The consensus mechanism in the blockchain plays a significant role in validating the authenticity of transactions and maintaining the underlying blockchain’s security. It is a system that users of a blockchain network follow to agree on the legitimacy of transactions. But what would happen if someone were able to bypass checks in the consensus requirement check to gain an advantage over the system?

On January 15, whitehat Niv Yehezkel submitted a report to Polygon along with a local mainnet fork proof of concept (PoC) to demonstrate a consensus bypass vulnerability. Niv discovered a vulnerability in the proof of stake (PoS) system in Polygon’s smart contract on Ethereum, which would have allowed an attacker to decrease the total staking power, allowing a consensus (⅔ threshold) bypass that could potentially have allowed an attacker to drain all funds from the deposit manager, engage in unlimited withdrawals, DoS and more.

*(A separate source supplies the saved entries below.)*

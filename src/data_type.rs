//! Element data types and byte-order handling.

use crate::error::{SpeadError, SpeadResult};

/// Byte order of multi-byte array elements.
#[derive(Debug, Clone, Copy, PartialEq, Eq, Hash)]
pub enum Endianness {
    /// Little Endian
    LittleEndian,
    /// Big Endian
    BigEndian,
}

impl Endianness {
    /// The native endianness of the host system.
    pub fn native() -> Self {
        if cfg!(target_endian = "little") {
            Endianness::LittleEndian
        } else {
            Endianness::BigEndian
        }
    }

    /// Check if the endianness matches the native endianness of the host system.
    pub fn is_native(&self) -> bool {
        *self == Self::native()
    }

    /// The opposite byte order.
    pub fn swapped(self) -> Self {
        match self {
            Endianness::LittleEndian => Endianness::BigEndian,
            Endianness::BigEndian => Endianness::LittleEndian,
        }
    }

    fn symbol(self) -> char {
        match self {
            Endianness::LittleEndian => '<',
            Endianness::BigEndian => '>',
        }
    }
}

/// Supported element types for array values.
#[derive(Debug, Clone, Copy, PartialEq, Eq, Hash)]
pub enum DataType {
    /// Boolean; stored as one byte, nonzero means true.
    Bool,
    /// Unsigned 8-bit integer.
    UInt8,
    /// Unsigned 16-bit integer.
    UInt16,
    /// Unsigned 32-bit integer.
    UInt32,
    /// Unsigned 64-bit integer.
    UInt64,
    /// Signed 8-bit integer.
    Int8,
    /// Signed 16-bit integer.
    Int16,
    /// Signed 32-bit integer.
    Int32,
    /// Signed 64-bit integer.
    Int64,
    /// 32-bit floating point.
    Float32,
    /// 64-bit floating point.
    Float64,
    /// Single-byte string element (`S1`); rank-1 arrays of these decode to
    /// ASCII text.
    Str1,
}

impl DataType {
    /// The size in bytes of this data type.
    ///
    /// ```
    /// use spead_codec::DataType;
    ///
    /// assert_eq!(DataType::Bool.size(), 1);
    /// assert_eq!(DataType::Int16.size(), 2);
    /// assert_eq!(DataType::Float64.size(), 8);
    /// ```
    pub fn size(&self) -> usize {
        match self {
            DataType::Bool | DataType::UInt8 | DataType::Int8 | DataType::Str1 => 1,
            DataType::UInt16 | DataType::Int16 => 2,
            DataType::UInt32 | DataType::Int32 | DataType::Float32 => 4,
            DataType::UInt64 | DataType::Int64 | DataType::Float64 => 8,
        }
    }

    /// The kind-and-size body of the numpy `descr` code, e.g. `u2`.
    fn descr_body(self) -> &'static str {
        match self {
            DataType::Bool => "b1",
            DataType::UInt8 => "u1",
            DataType::UInt16 => "u2",
            DataType::UInt32 => "u4",
            DataType::UInt64 => "u8",
            DataType::Int8 => "i1",
            DataType::Int16 => "i2",
            DataType::Int32 => "i4",
            DataType::Int64 => "i8",
            DataType::Float32 => "f4",
            DataType::Float64 => "f8",
            DataType::Str1 => "S1",
        }
    }

    fn from_descr_body(body: &str) -> Option<Self> {
        match body {
            "b1" | "?" => Some(DataType::Bool),
            "u1" => Some(DataType::UInt8),
            "u2" => Some(DataType::UInt16),
            "u4" => Some(DataType::UInt32),
            "u8" => Some(DataType::UInt64),
            "i1" => Some(DataType::Int8),
            "i2" => Some(DataType::Int16),
            "i4" => Some(DataType::Int32),
            "i8" => Some(DataType::Int64),
            "f4" => Some(DataType::Float32),
            "f8" => Some(DataType::Float64),
            "S1" => Some(DataType::Str1),
            _ => None,
        }
    }
}

/// A full element dtype: a single scalar field, or the compound record
/// produced by reducing a byte-aligned packed format, together with the
/// byte order of the encoded bytes.
#[derive(Debug, Clone, PartialEq, Eq, Hash)]
pub struct DType {
    fields: Vec<DataType>,
    byte_order: Endianness,
}

impl DType {
    /// A dtype with a single field.
    pub fn scalar(data_type: DataType, byte_order: Endianness) -> Self {
        Self {
            fields: vec![data_type],
            byte_order,
        }
    }

    /// A native-order dtype with a single field.
    pub fn native(data_type: DataType) -> Self {
        Self::scalar(data_type, Endianness::native())
    }

    /// A compound dtype with one field per entry. `fields` must be nonempty.
    pub fn compound(fields: Vec<DataType>, byte_order: Endianness) -> Self {
        debug_assert!(!fields.is_empty());
        Self { fields, byte_order }
    }

    /// The ordered element fields. A scalar dtype has exactly one.
    pub fn fields(&self) -> &[DataType] {
        &self.fields
    }

    /// Whether this dtype is a single scalar field.
    pub fn is_scalar(&self) -> bool {
        self.fields.len() == 1
    }

    /// The single field of a scalar dtype, `None` for compounds.
    pub fn scalar_type(&self) -> Option<DataType> {
        match self.fields[..] {
            [data_type] => Some(data_type),
            _ => None,
        }
    }

    /// The byte order of the encoded bytes.
    pub fn byte_order(&self) -> Endianness {
        self.byte_order
    }

    /// Total bytes of one record.
    pub fn itemsize(&self) -> usize {
        self.fields.iter().map(|f| f.size()).sum()
    }

    /// The same dtype with the opposite byte order.
    pub fn new_byte_order(&self) -> Self {
        self.with_byte_order(self.byte_order.swapped())
    }

    /// The same dtype with the given byte order.
    pub fn with_byte_order(&self, byte_order: Endianness) -> Self {
        Self {
            fields: self.fields.clone(),
            byte_order,
        }
    }

    /// Whether the encoded byte order matches the host.
    pub fn is_native(&self) -> bool {
        self.byte_order.is_native()
    }

    /// Swap every multi-byte field of every record in `data`, in place.
    ///
    /// `data` must be a whole number of records.
    pub fn byte_swap(&self, data: &mut [u8]) {
        let itemsize = self.itemsize();
        debug_assert_eq!(data.len() % itemsize, 0);
        for record in data.chunks_exact_mut(itemsize) {
            let mut offset = 0;
            for field in &self.fields {
                let size = field.size();
                record[offset..offset + size].reverse();
                offset += size;
            }
        }
    }

    /// Parse a scalar numpy `descr` string such as `>u2`, `<f8` or `|S1`.
    pub fn parse_scalar_descr(descr: &str) -> SpeadResult<Self> {
        let (byte_order, body) = match descr.chars().next() {
            Some('<') => (Endianness::LittleEndian, &descr[1..]),
            Some('>') => (Endianness::BigEndian, &descr[1..]),
            Some('=') | Some('|') => (Endianness::native(), &descr[1..]),
            _ => (Endianness::native(), descr),
        };
        let data_type = DataType::from_descr_body(body).ok_or_else(|| {
            SpeadError::DescriptorParse(format!(
                "descr is not a valid dtype descriptor: {descr:?}"
            ))
        })?;
        Ok(Self::scalar(data_type, byte_order))
    }

    fn field_descr(&self, field: DataType) -> String {
        if field.size() == 1 {
            format!("|{}", field.descr_body())
        } else {
            format!("{}{}", self.byte_order.symbol(), field.descr_body())
        }
    }

    /// The canonical `descr` repr as it appears inside an array header:
    /// `'<u2'` for scalars, `[('f0', '>u4'), ('f1', '>i2')]` for compounds.
    pub fn descr(&self) -> String {
        match self.fields[..] {
            [field] => format!("'{}'", self.field_descr(field)),
            _ => {
                let entries: Vec<String> = self
                    .fields
                    .iter()
                    .enumerate()
                    .map(|(i, &field)| format!("('f{}', '{}')", i, self.field_descr(field)))
                    .collect();
                format!("[{}]", entries.join(", "))
            }
        }
    }
}
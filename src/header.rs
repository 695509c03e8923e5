//! The numpy-style array header embedded in self-describing descriptors.
//!
//! The header is the textual serialization of a Python mapping with exactly
//! the keys `descr`, `fortran_order` and `shape`, e.g.
//!
//! ```text
//! {'descr': '>u2', 'fortran_order': False, 'shape': (2, 3)}
//! ```
//!
//! Parsing accepts the literal subset that appears in such headers
//! (strings, booleans, integers, tuples and lists); anything else is a
//! descriptor error quoting the offending text.

use crate::array::ArrayOrder;
use crate::data_type::{DType, Endianness};
use crate::error::{SpeadError, SpeadResult};

/// The contents of a parsed array header.
#[derive(Debug, Clone, PartialEq)]
pub(crate) struct ParsedHeader {
    pub shape: Vec<i64>,
    pub order: ArrayOrder,
    pub dtype: DType,
}

/// Emit the canonical header form for a dtype-bearing descriptor.
pub(crate) fn make_header(shape: &[i64], dtype: &DType, order: ArrayOrder) -> String {
    format!(
        "{{'descr': {}, 'fortran_order': {}, 'shape': {}}}",
        dtype.descr(),
        if order == ArrayOrder::F { "True" } else { "False" },
        format_shape(shape)
    )
}

fn format_shape(shape: &[i64]) -> String {
    match shape {
        [] => "()".to_owned(),
        [dim] => format!("({dim},)"),
        dims => {
            let entries: Vec<String> = dims.iter().map(|d| d.to_string()).collect();
            format!("({})", entries.join(", "))
        }
    }
}

/// Parse and validate a header string.
pub(crate) fn parse_header(header: &str) -> SpeadResult<ParsedHeader> {
    let literal = Parser::new(header).parse()?;
    let entries = match literal {
        Literal::Dict(entries) => entries,
        other => {
            return Err(SpeadError::DescriptorParse(format!(
                "descriptor is not a dictionary: {other:?}"
            )))
        }
    };

    let mut keys: Vec<&str> = entries.iter().map(|(key, _)| key.as_str()).collect();
    keys.sort_unstable();
    if keys != ["descr", "fortran_order", "shape"] {
        return Err(SpeadError::DescriptorParse(format!(
            "descriptor does not contain the correct keys: {keys:?}"
        )));
    }

    let lookup = |name: &str| {
        entries
            .iter()
            .find(|(key, _)| key == name)
            .map(|(_, value)| value)
    };

    let shape = match lookup("shape") {
        Some(Literal::Tuple(dims)) => {
            let mut shape = Vec::with_capacity(dims.len());
            for dim in dims {
                match dim {
                    Literal::Int(value) => shape.push(*value),
                    other => {
                        return Err(SpeadError::DescriptorParse(format!(
                            "shape is not valid: {other:?}"
                        )))
                    }
                }
            }
            shape
        }
        other => {
            return Err(SpeadError::DescriptorParse(format!(
                "shape is not valid: {other:?}"
            )))
        }
    };

    let order = match lookup("fortran_order") {
        Some(Literal::Bool(true)) => ArrayOrder::F,
        Some(Literal::Bool(false)) => ArrayOrder::C,
        other => {
            return Err(SpeadError::DescriptorParse(format!(
                "fortran_order is not a valid bool: {other:?}"
            )))
        }
    };

    let dtype = match lookup("descr") {
        Some(Literal::Str(descr)) => DType::parse_scalar_descr(descr)?,
        Some(Literal::List(fields)) => parse_compound_descr(fields)?,
        other => {
            return Err(SpeadError::DescriptorParse(format!(
                "descr is not a valid dtype descriptor: {other:?}"
            )))
        }
    };

    Ok(ParsedHeader {
        shape,
        order,
        dtype,
    })
}

/// A compound descr is a list of `('name', 'descr')` pairs. All multi-byte
/// fields must agree on byte order.
fn parse_compound_descr(fields: &[Literal]) -> SpeadResult<DType> {
    let invalid = || {
        SpeadError::DescriptorParse(format!(
            "descr is not a valid dtype descriptor: {fields:?}"
        ))
    };
    if fields.is_empty() {
        return Err(invalid());
    }
    let mut data_types = Vec::with_capacity(fields.len());
    let mut byte_order: Option<Endianness> = None;
    for field in fields {
        let Literal::Tuple(pair) = field else {
            return Err(invalid());
        };
        let [Literal::Str(_), Literal::Str(descr)] = &pair[..] else {
            return Err(invalid());
        };
        let parsed = DType::parse_scalar_descr(descr)?;
        let data_type = parsed.scalar_type().ok_or_else(invalid)?;
        if data_type.size() > 1 {
            match byte_order {
                None => byte_order = Some(parsed.byte_order()),
                Some(order) if order == parsed.byte_order() => {}
                Some(_) => return Err(invalid()),
            }
        }
        data_types.push(data_type);
    }
    Ok(DType::compound(
        data_types,
        byte_order.unwrap_or_else(Endianness::native),
    ))
}

/// The Python literal subset found in array headers.
#[derive(Debug, Clone, PartialEq)]
enum Literal {
    Str(String),
    Bool(bool),
    Int(i64),
    Tuple(Vec<Literal>),
    List(Vec<Literal>),
    Dict(Vec<(String, Literal)>),
}

struct Parser<'a> {
    src: &'a str,
    bytes: &'a [u8],
    pos: usize,
}

impl<'a> Parser<'a> {
    fn new(src: &'a str) -> Self {
        Self {
            src,
            bytes: src.as_bytes(),
            pos: 0,
        }
    }

    fn error(&self) -> SpeadError {
        SpeadError::DescriptorParse(format!("cannot parse descriptor: {:?}", self.src))
    }

    fn parse(mut self) -> SpeadResult<Literal> {
        let value = self.value()?;
        self.skip_whitespace();
        if self.pos != self.bytes.len() {
            return Err(self.error());
        }
        Ok(value)
    }

    fn skip_whitespace(&mut self) {
        while self
            .bytes
            .get(self.pos)
            .is_some_and(|b| b.is_ascii_whitespace())
        {
            self.pos += 1;
        }
    }

    fn peek(&mut self) -> Option<u8> {
        self.skip_whitespace();
        self.bytes.get(self.pos).copied()
    }

    fn expect(&mut self, byte: u8) -> SpeadResult<()> {
        if self.peek() == Some(byte) {
            self.pos += 1;
            Ok(())
        } else {
            Err(self.error())
        }
    }

    fn value(&mut self) -> SpeadResult<Literal> {
        match self.peek().ok_or_else(|| self.error())? {
            b'\'' | b'"' => self.string(),
            b'(' => self.sequence(b'(', b')').map(Literal::Tuple),
            b'[' => self.sequence(b'[', b']').map(Literal::List),
            b'{' => self.dict(),
            b'T' | b'F' => self.boolean(),
            b'-' | b'0'..=b'9' => self.integer(),
            _ => Err(self.error()),
        }
    }

    fn string(&mut self) -> SpeadResult<Literal> {
        let quote = match self.peek() {
            Some(quote @ (b'\'' | b'"')) => quote,
            _ => return Err(self.error()),
        };
        self.pos += 1;
        let start = self.pos;
        while let Some(&b) = self.bytes.get(self.pos) {
            if b == quote {
                let text = self.src[start..self.pos].to_owned();
                self.pos += 1;
                return Ok(Literal::Str(text));
            }
            self.pos += 1;
        }
        Err(self.error())
    }

    fn boolean(&mut self) -> SpeadResult<Literal> {
        for (word, value) in [("True", true), ("False", false)] {
            if self.src[self.pos..].starts_with(word) {
                self.pos += word.len();
                return Ok(Literal::Bool(value));
            }
        }
        Err(self.error())
    }

    fn integer(&mut self) -> SpeadResult<Literal> {
        let start = self.pos;
        if self.bytes.get(self.pos) == Some(&b'-') {
            self.pos += 1;
        }
        while self
            .bytes
            .get(self.pos)
            .is_some_and(|b| b.is_ascii_digit())
        {
            self.pos += 1;
        }
        self.src[start..self.pos]
            .parse()
            .map(Literal::Int)
            .map_err(|_| self.error())
    }

    fn sequence(&mut self, open: u8, close: u8) -> SpeadResult<Vec<Literal>> {
        self.expect(open)?;
        let mut items = Vec::new();
        loop {
            if self.peek() == Some(close) {
                self.pos += 1;
                return Ok(items);
            }
            items.push(self.value()?);
            match self.peek() {
                Some(b',') => self.pos += 1,
                Some(b) if b == close => {}
                _ => return Err(self.error()),
            }
        }
    }

    fn dict(&mut self) -> SpeadResult<Literal> {
        self.expect(b'{')?;
        let mut entries = Vec::new();
        loop {
            if self.peek() == Some(b'}') {
                self.pos += 1;
                return Ok(Literal::Dict(entries));
            }
            let key = match self.string()? {
                Literal::Str(key) => key,
                _ => return Err(self.error()),
            };
            self.expect(b':')?;
            let value = self.value()?;
            entries.push((key, value));
            match self.peek() {
                Some(b',') => self.pos += 1,
                Some(b'}') => {}
                _ => return Err(self.error()),
            }
        }
    }
}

The bug was given a severity level of high due to the complexity of the exploit, and the whitehat was rewarded with a bounty of $75,000.

For the attacker to have exploited this vulnerability, specific market conditions would have had to have been met. For example, a validator spot had to have been open, and the capital requirements were high (less capital means longer the attack takes). The amount to pay the miners directly to stay in the validator spot using flashbots was also high. Additionally, the checkpoint time for the Polygon network happens every 30–45 minutes, and the attacker would have needed to maintain the validator spot for a long time, thus increasing the costs of the attack due to time requirements.

Intro to the Consensus Mechanism

A consensus mechanism is a method by which the network agrees on a single source of truth. Unlike in centralized systems, where a single controlling entity decides upon a source of truth, distributed systems rely on large numbers of autonomous authorities to cooperate to maintain a single network. In the blockchain, the process is formalized, and reaching consensus means that at least 51% of the nodes on the network agree on the next global state of the network in a proof of work (PoW) consensus mechanism.

A consensus mechanism also helps prevent certain kinds of economic attacks. In theory, an attacker can compromise consensus by controlling 51% of the network. It was designed to make this “51% attack” unfeasible. A similar attack could be performed on the PoS consensus mechanism but instead of holding 51% of nodes, you need ⅔ +1 of the total staked amount.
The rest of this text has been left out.